I believe if you cast them to character pointers you can do pointer
arithmetic on any pointers. You could also cast to intptr_t. That's
what my intention was.

> The standard imposes few limitations on what the implementation may
> chose for alignment rules. There is no explicit requirement that
> "Implementation alignment requirements" force object to be at their
> minimum alignment requirement. Also, the phrase "Implementation
> alignment requirements might cause two adjacent members not to be
> allocated immediately after each other;" is written in a permissive
> manner, not restrictive, and contains no solid constraints on the
> implementation (it contains no MUST or SHALL, or even a SHOULD), but
> to me seems more an explanatory comment warning the programmer that
> they should NOT make the assumption that elements are packed next to
> each other.

This is true, I admit the most shakey part of the argument is the
rather liberal interpretation of the standard with regards to
structure padding. Its true that it doesn't say you cannot add
padding for other reasons.

It would be nice if the standard offered more clarity on this subject.
Casting through unions is a popular and useful technique.

Gerhard Fiedler

unread,

Jan 15, 2013, 12:29:41 AM1/15/13

to

On 2013-01-13 20:23:37, in comp.lang.c++.moderated fmatthew5876 wrote:

>> AIUI, proving that the addresses are the same doesn't prove that we
>> can read and write interchangeably. Couldn't it be that the
>> compiler assumes (based on the standard) that this is not possible
>> and uses some optimizations that only work if the assumption is
>> correct?
>>
> But would that not violate the fact that if two pointers of the same
> type point to the same object then they alias the same address?
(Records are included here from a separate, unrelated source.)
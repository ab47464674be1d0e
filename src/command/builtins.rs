// Playback and session commands.

use super::Command;
use crate::audio::PlaybackStatus;
use crate::error::{ShellError, ShellResult};
use crate::library::stem;
use crate::player::time::{format_timestamp, parse_duration};
use crate::shell::{Mode, Shell};
use tracing::debug;

pub fn play(shell: &mut Shell, cmd: &mut Command) -> ShellResult<()> {
    if cmd.arg_count() != 1 {
        return Err(ShellError::Usage("play"));
    }
    let query = cmd.next_arg()?;
    let (dir, song) = {
        let catalog = shell.catalog();
        (catalog.music_dir.clone(), catalog.resolve_song(&query)?)
    };
    shell.player.play_track(&dir, &song)?;
    shell.say(format!("Playing {}.", stem(&song)));
    Ok(())
}

pub fn list(shell: &mut Shell, _cmd: &mut Command) -> ShellResult<()> {
    let line = {
        let catalog = shell.catalog();
        if catalog.songs().is_empty() {
            format!("No songs in {}.", catalog.music_dir.display())
        } else {
            catalog.songs().iter().map(|s| stem(s)).collect::<Vec<_>>().join(", ")
        }
    };
    shell.say(line);
    Ok(())
}

pub fn find(shell: &mut Shell, cmd: &mut Command) -> ShellResult<()> {
    let mut prefixes = vec![cmd.next_arg()?];
    prefixes.extend(cmd.remaining());

    let lines: Vec<String> = {
        let catalog = shell.catalog();
        prefixes
            .iter()
            .map(|prefix| {
                let found = catalog.find(prefix);
                if found.is_empty() {
                    format!("{}: no matches", prefix)
                } else {
                    format!("{}: {}", prefix, found.join(", "))
                }
            })
            .collect()
    };
    for line in lines {
        shell.say(line);
    }
    Ok(())
}

pub fn stop(shell: &mut Shell, _cmd: &mut Command) -> ShellResult<()> {
    shell.player.stop()
}

pub fn pause(shell: &mut Shell, _cmd: &mut Command) -> ShellResult<()> {
    match shell.player.toggle_pause() {
        Ok(PlaybackStatus::Paused) => shell.say("Paused."),
        Ok(_) => shell.say("Resumed."),
        Err(ShellError::NothingPlaying) => {
            shell.say("Cannot pause or unpause while music is stopped.")
        }
        Err(e) => return Err(e),
    }
    Ok(())
}

pub fn exit(shell: &mut Shell, _cmd: &mut Command) -> ShellResult<()> {
    shell.request_exit();
    Ok(())
}

pub fn volume(shell: &mut Shell, cmd: &mut Command) -> ShellResult<()> {
    match cmd.arg_count() {
        0 => {
            let volume = shell.player.volume();
            shell.say(format!("Volume: {:.1}%", volume));
            Ok(())
        }
        1 => {
            let raw = cmd.next_arg()?;
            let percent: f32 = raw
                .parse()
                .map_err(|_| ShellError::InvalidNumber(raw.clone()))?;
            if !percent.is_finite() {
                return Err(ShellError::InvalidNumber(raw));
            }
            shell.player.set_volume(percent)
        }
        _ => Err(ShellError::Usage("volume")),
    }
}

pub fn time(shell: &mut Shell, _cmd: &mut Command) -> ShellResult<()> {
    let (elapsed, total) = shell.player.position()?;
    shell.say(format!(
        "{} elapsed, {} remaining.",
        format_timestamp(elapsed),
        format_timestamp(total.saturating_sub(elapsed))
    ));
    Ok(())
}

pub fn toggle_loop(shell: &mut Shell, _cmd: &mut Command) -> ShellResult<()> {
    let looping = shell.player.toggle_loop();
    shell.say(format!("Looping: {}.", if looping { "enabled" } else { "disabled" }));
    Ok(())
}

pub fn repeat(shell: &mut Shell, cmd: &mut Command) -> ShellResult<()> {
    let Some(track) = shell.player.current_track().map(stem) else {
        return Err(ShellError::NothingPlaying);
    };
    let raw = if cmd.has_args() {
        cmd.next_arg()?
    } else {
        "1".to_string()
    };
    let count: u32 = match raw.parse() {
        Ok(count) => count,
        Err(_) => {
            shell.player.set_repeats(0)?;
            return Err(ShellError::InvalidNumber(raw));
        }
    };
    shell.player.set_repeats(count)?;
    shell.say(format!(
        "{} will be repeated {} time{}.",
        track,
        count,
        if count == 1 { "" } else { "s" }
    ));
    Ok(())
}

pub fn seek(shell: &mut Shell, cmd: &mut Command) -> ShellResult<()> {
    let seconds = parse_duration(&cmd.next_arg()?)?;
    shell.player.seek(seconds)
}

pub fn forward(shell: &mut Shell, cmd: &mut Command) -> ShellResult<()> {
    let seconds = parse_duration(&cmd.next_arg()?)?;
    shell.player.forward(seconds)
}

pub fn rewind(shell: &mut Shell, cmd: &mut Command) -> ShellResult<()> {
    let seconds = parse_duration(&cmd.next_arg()?)?;
    shell.player.rewind(seconds)
}

pub fn help(shell: &mut Shell, cmd: &mut Command) -> ShellResult<()> {
    if !cmd.has_args() {
        if shell.mode() == Mode::ScriptExecution {
            debug!("Ignoring interactive help inside a script");
            return Ok(());
        }
        shell.enter_help();
        return Ok(());
    }
    let words = cmd.remaining();
    let text = shell.help.lookup(&words)?;
    shell.say(text);
    Ok(())
}

pub fn set_prompt(shell: &mut Shell, cmd: &mut Command) -> ShellResult<()> {
    if cmd.arg_count() != 1 {
        return Err(ShellError::Usage("set-prompt"));
    }
    shell.session.prompt = cmd.next_arg()?;
    Ok(())
}

/// Each script is resolved and run on its own; a failure is reported and
/// the next one still runs.
pub fn run(shell: &mut Shell, cmd: &mut Command) -> ShellResult<()> {
    let mut names = vec![cmd.next_arg()?];
    names.extend(cmd.remaining());
    for name in names {
        if let Err(err) = shell.run_script(&name) {
            shell.report(err);
        }
    }
    Ok(())
}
I don't understand what would violate that fact. AIUI, a fact is that
the C++ standard doesn't guarantee any specific behavior for reading a
union member other than the one that was last written to. And AIUI the
compiler is free to perform optimizations that are based on the
assumption that you don't read a union member other than the last
written to. No?

>> IMO, what you're trying to prove here is that a struct with
>> multiple members of the same type has the same size (and therefore
>> alignment) as an array. That's something quite different than what
>> you state in this phrase.
>>
> If the struct and array were the same size and alignment, would it
> not then prove that the 2 members of the union can be used
> interchangeably?

Not AIUI -- see the argument about possible optimizations that the
compiler may use. I don't have any example at hand, but compiler
optimizations are so many that probably nobody knows them all for all
common compilers, and IMO it's best not to assume that the compiler
will behave in a given way unless that's defined by the standard or
the compiler docs.

>> Couldn't it be that aligning the objects as required by an array is
>> suboptimal, and in the array the compiler aligns them suboptimally
>> because that is required by the standard, but follows the
>> "alignment requirements" for optimal alignment of the given
>> platform for the struct case (because it can, according to the
>> standard, in the way I understand this)?
>
> While this idea of suboptimal alignment may be possible in theory
> why would any compiler choose to make arrays sub optimal? Arrays are
> the bread and butter of anyone trying to write high performance
> cache friendly code.

Because with arrays, the compiler doesn't really have a choice. Assume
T to be char[7]. It has a size of 7. An array of these things will
have them placed at intervals of 7. If best alignment requires an
alignment of, say, 8, this can be used with a struct, but not with an
array. Am I missing something?

(FWIW, it seems that if you are writing high performance code on such
a platform, you better avoid arrays of such types. Even if you only
need 7 bytes in your T, it may be advantageous to make it 8 bytes
wide.)

Gerhard

fmatthew5876

unread,

Jan 15, 2013, 3:04:43 PM1/15/13

to

{ Reformatted; please limit your lines to 70 characters. -mod }

> I don't understand what would violate that fact. AIUI, a fact is
> that the C++ standard doesn't guarantee any specific behavior for
> reading a union member other than the one that was last written
> to. And AIUI the

It doesn't guarantee any behavior sure, but does it guarantee
undefined behavior even if the addresses match?

> compiler is free to perform optimizations that are based on the
> assumption that you don't read a union member other than the last
> written to. No?

If reading and writing 2 union members invokes undefined behavior even
if they actually alias the same memory of the same type, then you
could just do this.

vec2<int> v;

//This is legal, take the address of 2 members of the union
float* a = &v.m[1];
float* b = &v.y;

//a and b point to the same memory as argued above and have same type
assert(a == b);
//Therefore they alias the same object
assert(*a == *b)

Assuming my argument about the addresses of m[1] and y being the same
is correct, this should work as intended. We now have 2 pointers of
type float which point to the same address. There would be something
seriously deficient if a == b did not imply *a == *b where a and be
are the same pointer type.

It looks like if you wanted to be really pedantic and avoid undefined
behavior you could just do this every time you want to read and write
a union member.

*(&m[1]) = something;
*(&y) = something;

*(&y) == *(&m[1]);

Why does that work? Because as soon as you take the address of the
member with & you are no longer working with a member of a union but
instead a pointer to a T. The first two lines are simply dereferencing
and assigning to a pointer and the last one is dereferencing and
comparing two pointers. No undefined behavior is invoked.

Of course all of this is rather silly. I think what we really need is
a little clarification in the standard on unions and what happens if
you try to read and write different union members.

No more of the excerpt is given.